[Input for this task]

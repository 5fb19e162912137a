//! Request and chain-state types for CIP68 lifecycle operations.

use std::collections::BTreeMap;

use serde::{Deserialize, Serialize};

/// Unit name of the chain's native currency.
pub const LOVELACE_UNIT: &str = "lovelace";

/// Caller-supplied metadata stored in the reference token's datum.
pub type Metadata = BTreeMap<String, String>;

/// One unit/quantity pair inside a UTxO value or a produced output.
///
/// Quantities are signed: burn instructions and over-burn remainders are
/// negative, and the ledger is the final arbiter of what balances.
#[derive(Debug, Clone, Serialize, Deserialize, PartialEq, Eq)]
pub struct AssetQuantity {
    pub unit: String,
    pub quantity: i64,
}

impl AssetQuantity {
    #[must_use]
    pub fn new(unit: impl Into<String>, quantity: i64) -> Self {
        Self {
            unit: unit.into(),
            quantity,
        }
    }
}

/// An unspent transaction output as observed on-chain.
#[derive(Debug, Clone, Serialize, Deserialize, PartialEq, Eq)]
pub struct Utxo {
    pub tx_hash: String,
    pub output_index: u32,
    pub address: String,
    pub amount: Vec<AssetQuantity>,
    /// Hex-encoded CBOR payload, as chain providers return it.
    #[serde(default, skip_serializing_if = "Option::is_none")]
    pub inline_datum: Option<String>,
}

impl Utxo {
    /// Total quantity of `unit` held in this output.
    #[must_use]
    pub fn quantity_of(&self, unit: &str) -> i64 {
        self.amount
            .iter()
            .filter(|asset| asset.unit == unit)
            .map(|asset| asset.quantity)
            .sum()
    }

    /// Whether this output carries a non-empty inline datum.
    #[must_use]
    pub fn has_inline_datum(&self) -> bool {
        self.inline_datum
            .as_ref()
            .is_some_and(|datum| !datum.is_empty())
    }
}

/// One mint work item: create a new asset pair or top up an existing one.
///
/// `quantity` is a signed integer rendered as a string, the form in which
/// requests travel between services. An absent or empty `receiver` means the
/// caller's own address.
#[derive(Debug, Clone, Serialize, Deserialize, PartialEq, Eq)]
pub struct MintAssetParams {
    pub asset_name: String,
    pub metadata: Metadata,
    pub quantity: String,
    #[serde(default, skip_serializing_if = "Option::is_none")]
    pub receiver: Option<String>,
}

/// One burn work item. `tx_hash` pins the store-UTxO lookup to an explicit
/// prior transaction instead of current on-chain state.
#[derive(Debug, Clone, Serialize, Deserialize, PartialEq, Eq)]
pub struct BurnAssetParams {
    pub asset_name: String,
    pub quantity: String,
    #[serde(default, skip_serializing_if = "Option::is_none")]
    pub tx_hash: Option<String>,
}

/// One metadata-update work item; same store-UTxO resolution as burning.
#[derive(Debug, Clone, Serialize, Deserialize, PartialEq, Eq)]
pub struct UpdateAssetParams {
    pub asset_name: String,
    pub metadata: Metadata,
    #[serde(default, skip_serializing_if = "Option::is_none")]
    pub tx_hash: Option<String>,
}

/// The caller's wallet view required to furnish a transaction, supplied by
/// the wallet collaborator.
#[derive(Debug, Clone, Serialize, Deserialize, PartialEq, Eq)]
pub struct WalletContext {
    pub address: String,
    pub pub_key_hash: String,
    pub utxos: Vec<Utxo>,
    pub collateral: Utxo,
}
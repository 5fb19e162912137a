//! Full-vs-partial burn decision.

/// Outcome of comparing a requested burn against the caller's held total.
#[derive(Debug, Clone, Copy, PartialEq, Eq)]
pub enum BurnDecision {
    /// The whole holding is burned and the reference token is retired with it.
    Full,
    /// Part of the holding is burned; the remainder returns to the caller and
    /// the reference UTxO stays untouched. The remainder is negative for an
    /// over-burn, which the ledger rejects when the transaction is balanced.
    Partial { remainder: i64 },
}

/// Decide between a full and a partial burn.
///
/// `quantity` is the (negative) requested burn, `held_total` the quantity the
/// caller currently holds across all wallet UTxOs. The boundary is exact
/// equality: anything else, including an over-burn, is a partial burn.
#[must_use]
pub const fn resolve_burn(quantity: i64, held_total: i64) -> BurnDecision {
    if -quantity == held_total {
        BurnDecision::Full
    } else {
        BurnDecision::Partial {
            remainder: held_total + quantity,
        }
    }
}

#[cfg(test)]
mod tests {
    use super::*;

    #[test]
    fn exact_match_is_a_full_burn() {
        assert_eq!(resolve_burn(-5, 5), BurnDecision::Full);
        assert_eq!(resolve_burn(-1, 1), BurnDecision::Full);
    }

    #[test]
    fn smaller_burn_leaves_a_remainder() {
        assert_eq!(resolve_burn(-3, 5), BurnDecision::Partial { remainder: 2 });
    }

    #[test]
    fn over_burn_is_partial_with_negative_remainder() {
        // The ledger, not this component, rejects the impossible balance.
        assert_eq!(resolve_burn(-7, 5), BurnDecision::Partial { remainder: -2 });
    }

    #[test]
    fn one_token_off_either_side_is_partial() {
        assert_eq!(resolve_burn(-4, 5), BurnDecision::Partial { remainder: 1 });
        assert_eq!(resolve_burn(-6, 5), BurnDecision::Partial { remainder: -1 });
    }
}
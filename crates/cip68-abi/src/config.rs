//! Deployment-scoped configuration threaded into every component.
//!
//! Nothing here is process-wide: callers construct one [`Cip68Config`] per
//! deployed script pair and hand it to the runtime at construction.

use std::str::FromStr;

use serde::{Deserialize, Serialize};

use crate::label::{CIP68_REFERENCE_LABEL, CIP68_USER_LABEL};
use crate::schema::instruction::{PlutusScript, ScriptKind};

/// Default lovelace amount locked together with a published reference script.
pub const DEFAULT_REFERENCE_SCRIPT_LOVELACE: u64 = 20_000_000;

/// Cardano network the assembled transactions target.
#[derive(Debug, Clone, Copy, Serialize, Deserialize, PartialEq, Eq, Default)]
#[serde(rename_all = "snake_case")]
pub enum Network {
    Mainnet,
    Preprod,
    #[default]
    Preview,
    Testnet,
}

impl Network {
    /// Numeric network id as used by wallet and provider tooling.
    #[must_use]
    pub const fn id(self) -> u8 {
        match self {
            Self::Mainnet => 1,
            Self::Preprod | Self::Preview | Self::Testnet => 0,
        }
    }
}

impl FromStr for Network {
    type Err = String;

    fn from_str(s: &str) -> Result<Self, Self::Err> {
        match s.to_ascii_lowercase().as_str() {
            "mainnet" => Ok(Self::Mainnet),
            "preprod" => Ok(Self::Preprod),
            "preview" => Ok(Self::Preview),
            "testnet" => Ok(Self::Testnet),
            other => Err(format!("unknown network '{other}'")),
        }
    }
}

/// Configuration for one deployed CIP68 script pair.
#[derive(Debug, Clone, Serialize, Deserialize, PartialEq, Eq)]
pub struct Cip68Config {
    pub network: Network,
    /// Policy id of the deployed minting script.
    pub policy_id: String,
    /// Script address holding every reference-token UTxO.
    pub store_address: String,
    pub mint_script: PlutusScript,
    pub store_script: PlutusScript,
    #[serde(default = "default_reference_script_lovelace")]
    pub reference_script_lovelace: u64,
}

fn default_reference_script_lovelace() -> u64 {
    DEFAULT_REFERENCE_SCRIPT_LOVELACE
}

impl Cip68Config {
    /// Full unit id of the reference token (label 100) for `asset_name`.
    #[must_use]
    pub fn reference_unit(&self, asset_name: &str) -> String {
        format!(
            "{}{CIP68_REFERENCE_LABEL}{}",
            self.policy_id,
            hex::encode(asset_name)
        )
    }

    /// Full unit id of the user token (label 222) for `asset_name`.
    #[must_use]
    pub fn user_unit(&self, asset_name: &str) -> String {
        format!(
            "{}{CIP68_USER_LABEL}{}",
            self.policy_id,
            hex::encode(asset_name)
        )
    }

    /// The deployed script an instruction refers to.
    #[must_use]
    pub const fn script(&self, kind: ScriptKind) -> &PlutusScript {
        match kind {
            ScriptKind::Mint => &self.mint_script,
            ScriptKind::Store => &self.store_script,
        }
    }
}

#[cfg(test)]
mod tests {
    use super::*;

    fn config() -> Cip68Config {
        Cip68Config {
            network: Network::Preview,
            policy_id: "c0ffee".to_string(),
            store_address: "addr_test1_store".to_string(),
            mint_script: PlutusScript::new("4d01"),
            store_script: PlutusScript::new("4d02"),
            reference_script_lovelace: DEFAULT_REFERENCE_SCRIPT_LOVELACE,
        }
    }

    #[test]
    fn unit_ids_are_policy_label_name() {
        let config = config();

        assert_eq!(
            config.reference_unit("a1"),
            format!("c0ffee000643b0{}", hex::encode("a1"))
        );
        assert_eq!(
            config.user_unit("a1"),
            format!("c0ffee000de140{}", hex::encode("a1"))
        );
    }

    #[test]
    fn only_mainnet_has_network_id_one() {
        assert_eq!(Network::Mainnet.id(), 1);
        assert_eq!(Network::Preprod.id(), 0);
        assert_eq!(Network::Preview.id(), 0);
        assert_eq!(Network::Testnet.id(), 0);
    }

    #[test]
    fn network_parses_case_insensitively() {
        assert_eq!("MainNet".parse::<Network>(), Ok(Network::Mainnet));
        assert!("devnet".parse::<Network>().is_err());
    }
}
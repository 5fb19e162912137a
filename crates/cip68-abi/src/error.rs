use thiserror::Error;

/// Errors from the CIP68 lifecycle core.
///
/// Every variant aborts the whole batch before any instruction reaches the
/// builder collaborator; batch-level variants carry all offending asset names
/// collected across the batch's concurrent branches.
#[derive(Debug, Error)]
pub enum Cip68Error {
    #[error("batch mixes new and existing assets; already minted: {}", .assets.join(", "))]
    MixedMintNotSupported { assets: Vec<String> },

    #[error("caller key hash does not match the reference datum owner for: {}", .assets.join(", "))]
    NotAssetOwner { assets: Vec<String> },

    #[error("no live reference UTxO at the store address for: {}", .assets.join(", "))]
    StoreUtxoNotFound { assets: Vec<String> },

    #[error("malformed inline datum: {0}")]
    MalformedDatum(String),

    #[error("datum encoding failed: {0}")]
    DatumEncode(String),

    #[error("invalid hex input: {0}")]
    InvalidHex(#[from] hex::FromHexError),

    #[error("invalid quantity '{value}' for asset '{asset_name}': {message}")]
    InvalidQuantity {
        asset_name: String,
        value: String,
        message: String,
    },

    #[error("output index {0} does not fit in the one-byte name prefix")]
    OutputIndexOutOfRange(u32),

    #[error(transparent)]
    Provider(#[from] ProviderError),

    #[error(transparent)]
    Builder(#[from] BuilderError),
}

/// Errors surfaced by the chain-query collaborator.
#[derive(Debug, Error)]
pub enum ProviderError {
    #[error("chain query failed: {0}")]
    Query(String),

    #[error("chain provider returned malformed data: {0}")]
    InvalidData(String),
}

/// Errors surfaced by the transaction-builder collaborator. Opaque to the
/// core: a builder failure aborts the operation without interpretation.
#[derive(Debug, Error)]
pub enum BuilderError {
    #[error("insufficient funds: {0}")]
    InsufficientFunds(String),

    #[error("script evaluation failed: {0}")]
    ScriptEvaluation(String),

    #[error("transaction builder failed: {0}")]
    Other(String),
}
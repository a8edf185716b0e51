//! Submission payloads
//!
//! Entity create/update requests travel as multipart bodies of named text
//! parts. Array and object values are JSON-stringified into a single part and
//! parsed back on the receiving side.

use serde::de::DeserializeOwned;
use serde::Serialize;
use thiserror::Error;

use crate::domain::{FormDefinition, FormSection, FormSettings};

#[derive(Error, Debug)]
pub enum PayloadError {
    #[error("missing required fields: {}", .0.join(", "))]
    Missing(Vec<String>),

    #[error("field `{field}` is not valid JSON: {source}")]
    InvalidJson {
        field: String,
        #[source]
        source: serde_json::Error,
    },

    #[error("field `{field}` could not be encoded: {source}")]
    Encode {
        field: String,
        #[source]
        source: serde_json::Error,
    },
}

/// Ordered named text parts.
#[derive(Clone, Debug, Default, PartialEq, Eq)]
pub struct Payload {
    parts: Vec<(String, String)>,
}

impl Payload {
    pub fn new() -> Self {
        Self::default()
    }

    pub fn builder() -> PayloadBuilder {
        PayloadBuilder::default()
    }

    /// Set a part; a repeated name replaces the earlier value.
    pub fn insert(&mut self, name: impl Into<String>, value: impl Into<String>) {
        let name = name.into();
        let value = value.into();
        match self.parts.iter_mut().find(|(n, _)| *n == name) {
            Some(slot) => slot.1 = value,
            None => self.parts.push((name, value)),
        }
    }

    pub fn text(&self, name: &str) -> Option<&str> {
        self.parts.iter().find(|(n, _)| n == name).map(|(_, v)| v.as_str())
    }

    /// Non-blank text of a part.
    pub fn non_blank(&self, name: &str) -> Option<&str> {
        self.text(name).map(str::trim).filter(|v| !v.is_empty())
    }

    pub fn contains(&self, name: &str) -> bool {
        self.text(name).is_some()
    }

    /// Parse a JSON-stringified part. Absent or blank parts are `None`.
    pub fn json<T: DeserializeOwned>(&self, name: &str) -> Result<Option<T>, PayloadError> {
        let Some(raw) = self.non_blank(name) else {
            return Ok(None);
        };
        serde_json::from_str(raw).map(Some).map_err(|source| PayloadError::InvalidJson {
            field: name.to_string(),
            source,
        })
    }

    /// Every name in `names` must be present and non-blank.
    pub fn require(&self, names: &[&str]) -> Result<(), PayloadError> {
        let missing: Vec<String> = names
            .iter()
            .filter(|n| self.non_blank(n).is_none())
            .map(|n| n.to_string())
            .collect();
        if missing.is_empty() {
            Ok(())
        } else {
            Err(PayloadError::Missing(missing))
        }
    }

    /// Reassemble a form definition written by [`PayloadBuilder::form`].
    ///
    /// `None` when the `{prefix}Sections` part is absent.
    pub fn form(&self, prefix: &str) -> Result<Option<FormDefinition>, PayloadError> {
        let Some(sections) = self.json::<Vec<FormSection>>(&format!("{prefix}Sections"))? else {
            return Ok(None);
        };
        let settings = self
            .json::<FormSettings>(&format!("{prefix}Settings"))?
            .unwrap_or_default();
        Ok(Some(FormDefinition {
            title: self.text(&format!("{prefix}Title")).unwrap_or_default().to_string(),
            description: self.text(&format!("{prefix}Description")).unwrap_or_default().to_string(),
            sections,
            settings,
        }))
    }

    pub fn iter(&self) -> impl Iterator<Item = (&str, &str)> {
        self.parts.iter().map(|(n, v)| (n.as_str(), v.as_str()))
    }

    pub fn len(&self) -> usize {
        self.parts.len()
    }

    pub fn is_empty(&self) -> bool {
        self.parts.is_empty()
    }
}

impl IntoIterator for Payload {
    type Item = (String, String);
    type IntoIter = std::vec::IntoIter<(String, String)>;

    fn into_iter(self) -> Self::IntoIter {
        self.parts.into_iter()
    }
}

#[derive(Debug, Default)]
pub struct PayloadBuilder {
    payload: Payload,
}

impl PayloadBuilder {
    pub fn text(mut self, name: &str, value: impl Into<String>) -> Self {
        self.payload.insert(name, value);
        self
    }

    pub fn opt_text(self, name: &str, value: Option<impl Into<String>>) -> Self {
        match value {
            Some(value) => self.text(name, value),
            None => self,
        }
    }

    /// JSON-stringify `value` into one part.
    pub fn json<T: Serialize + ?Sized>(mut self, name: &str, value: &T) -> Result<Self, PayloadError> {
        let encoded = serde_json::to_string(value).map_err(|source| PayloadError::Encode {
            field: name.to_string(),
            source,
        })?;
        self.payload.insert(name, encoded);
        Ok(self)
    }

    /// Write `form` as `{prefix}Title`, `{prefix}Description`,
    /// `{prefix}Sections` and `{prefix}Settings`.
    pub fn form(self, prefix: &str, form: &FormDefinition) -> Result<Self, PayloadError> {
        self.text(&format!("{prefix}Title"), form.title.as_str())
            .text(&format!("{prefix}Description"), form.description.as_str())
            .json(&format!("{prefix}Sections"), &form.sections)?
            .json(&format!("{prefix}Settings"), &form.settings)
    }

    pub fn build(self) -> Payload {
        self.payload
    }
}

#[cfg(test)]
mod tests {
    use super::*;
    use crate::builder::{FieldDraft, FormBuilder};
    use crate::domain::FieldType;

    #[test]
    fn test_arrays_are_stringified() {
        let payload = Payload::builder()
            .text("title", "Hack night")
            .json("tags", &["rust", "meetup"])
            .unwrap()
            .build();
        assert_eq!(payload.text("tags"), Some(r#"["rust","meetup"]"#));
        let tags: Vec<String> = payload.json("tags").unwrap().unwrap();
        assert_eq!(tags, vec!["rust", "meetup"]);
    }

    #[test]
    fn test_require_lists_every_missing_name() {
        let payload = Payload::builder().text("title", "x").text("category", "  ").build();
        let err = payload.require(&["title", "description", "category"]).unwrap_err();
        assert_eq!(err.to_string(), "missing required fields: description, category");
    }

    #[test]
    fn test_invalid_json_part() {
        let mut payload = Payload::new();
        payload.insert("tags", "[not json");
        assert!(matches!(payload.json::<Vec<String>>("tags"), Err(PayloadError::InvalidJson { .. })));
    }

    #[test]
    fn test_insert_replaces() {
        let mut payload = Payload::new();
        payload.insert("title", "a");
        payload.insert("title", "b");
        assert_eq!(payload.len(), 1);
        assert_eq!(payload.text("title"), Some("b"));
    }

    #[test]
    fn test_form_round_trip() {
        let mut builder = FormBuilder::new("Registration", "Sign up here");
        builder.add_section("Personal Information", None);
        builder.add_custom_field(0, FieldDraft::new("Full Name", FieldType::Text).required(true));
        let form = builder.build();

        let payload = Payload::builder().form("form", &form).unwrap().build();
        assert!(payload.contains("formSections"));
        assert_eq!(payload.form("form").unwrap(), Some(form));
        assert_eq!(payload.form("other").unwrap(), None);
    }
}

[/Input for this task]

*Instructions to follow:* Where a line in the records above contains the string "across", copy that line.

*Result of the exercise:*
/// caller currently holds across all wallet UTxOs. The boundary is exact
/// collected across the batch's concurrent branches.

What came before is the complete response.